105 seats contested 53 seats needed for a majority
|  | First party | Second party |
| Leader | Vithalbhai Patel | Madan Mohan Malaviya |
| Party | SP | NP |
| Seats won | 38 | 22 |

= 1926 Indian general election =

General elections were held in British India between 28 October and late November 1926 to elect members of the Imperial Legislative Council and the provincial legislative councils.

The Swaraj Party was victorious in provincial council elections in Bengal and Madras, and also made gains in Bihar and Orissa. However, at the national level, the party saw their number of seats reduced.

==Results==
===Central Legislative Assembly===

| Party |  | Seats |
|  | Swaraj Party | 38 |
|  | Nationalist Party | 22 |
|  | Central Muslims and Allies | 18 |
|  | Minor parties, unattached independents, unknown | 5 |
|  | Europeans | 9 |
|  | Independents | 13 |
| Total |  | 105 |
Source: Schwartzberg Atlas

==Members of Central Legislative Assembly==

===Officials===
- Government of India: Sir James Crerar (Home Member), Alexander Muddiman (Home Member), Sir George Rainy (Railways, Commerce & Ecclesiastical Member), George Ernest Schuster (Finance Member), Sir Brojendra Mitter (Law Member), Bhupendra Nath Mitra (Industries & Labour Member), Evelyn Berkeley Howell, Alfred Alen Lethbridge Parsons, Hubert Arthur Sams, Gerard Macworth Young, Kodikal Sanjiva Row, Clement Wansbrough Gwynne, John Coatman, Sir Frank Noyce, Hattiangadi Shankar Rau
- Provinces: Samuel Henry Slater (Madras), A. Upendra Pai (Madras), John Monteath (Bombay), Vyvyan Macleod Ferrers (Bombay), Joseph Charles French (Bengal), Rajnarayan Banarji (Bengal), J. T. Donovan (Bengal), Nasiruddin Ahmad (Bengal), Hugh Stuart Crosthwaite (United Provinces), M. Keane (United Provinces), Khan Bahadur Mian Abdul Aziz (Punjab), Ram Prasad Narayan Sahi (Bihar & Orissa), Shyam Narayan Singh (Bihar & Orissa), Kismet Leland Brewer Hamilton (Central Provinces), H. C. Greenfield (Central Provinces), William Alexander Cosgrave (Assam), Ernest Frederick Baum (Burma), H. Tonkinson (Burma)
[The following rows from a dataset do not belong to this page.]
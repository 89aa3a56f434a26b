use anyhow::{Context, Result};
use clap::Parser;
use migrabase_core::StoreConfig;
use migrabase_store::{migrations, Store};
use tracing::info;

#[derive(Parser, Debug)]
pub struct MigrateArgs {
    /// Database URL (overrides config file and DATABASE_URL)
    #[arg(long, env = "MIGRABASE_DATABASE_URL")]
    pub database_url: Option<String>,

    /// Print the tables that would be created without connecting
    #[arg(long)]
    pub dry_run: bool,
}

pub async fn run_migrate(args: MigrateArgs) -> Result<()> {
    if args.dry_run {
        for table in migrations::tables() {
            println!("{}", table);
        }
        return Ok(());
    }

    let mut config = StoreConfig::load().context("failed to load config")?;
    if let Some(url) = args.database_url {
        config.database_url = url;
        config.validate().context("invalid --database-url")?;
    }

    info!(url = %config.redacted_database_url(), "migrating");
    let store = Store::connect(&config)
        .await
        .context("failed to connect to database")?;
    store.migrate().await.context("migration failed")?;

    println!("✅ Schema is up to date ({} tables)", migrations::tables().count());
    Ok(())
}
===Nominated non-officials===
- Provinces: Rai Bahadur Satya Charan Mukherjee (Bengal), Keshab Chandra Roy (Bengal), Dr. Ratanji Dinshah Dalal (Bombay), Muhammad Yamin Khan (United Provinces), Sardar Bahadur Jawahar Singh (Punjab), Sardar Bahadur Captain Hira Singh Brar (Punjab), Hony. Captain Rao Bahadur Ch. Lal Chand (Punjab), Sir Zulfikar Ali Khan (Punjab), Madhav Shrihari Aney (Berar), Mariadas Ruthnaswamy (Madras), R. Srinivasa Sarma (Bihar & Orissa)
- Special Interests: Henry Gidney (Anglo-Indian), Rev. Jotish Chandra Chatterjee (Indian Christians), Sir James Simpson (Associated Chambers of Commerce), L. V. Heathcote (Associated Chambers of Commerce), G. W. Chambers (Associated Chambers of Commerce), Narayan Malhar Joshi (Labour Interests), M. C. Rajah (Depressed Classes)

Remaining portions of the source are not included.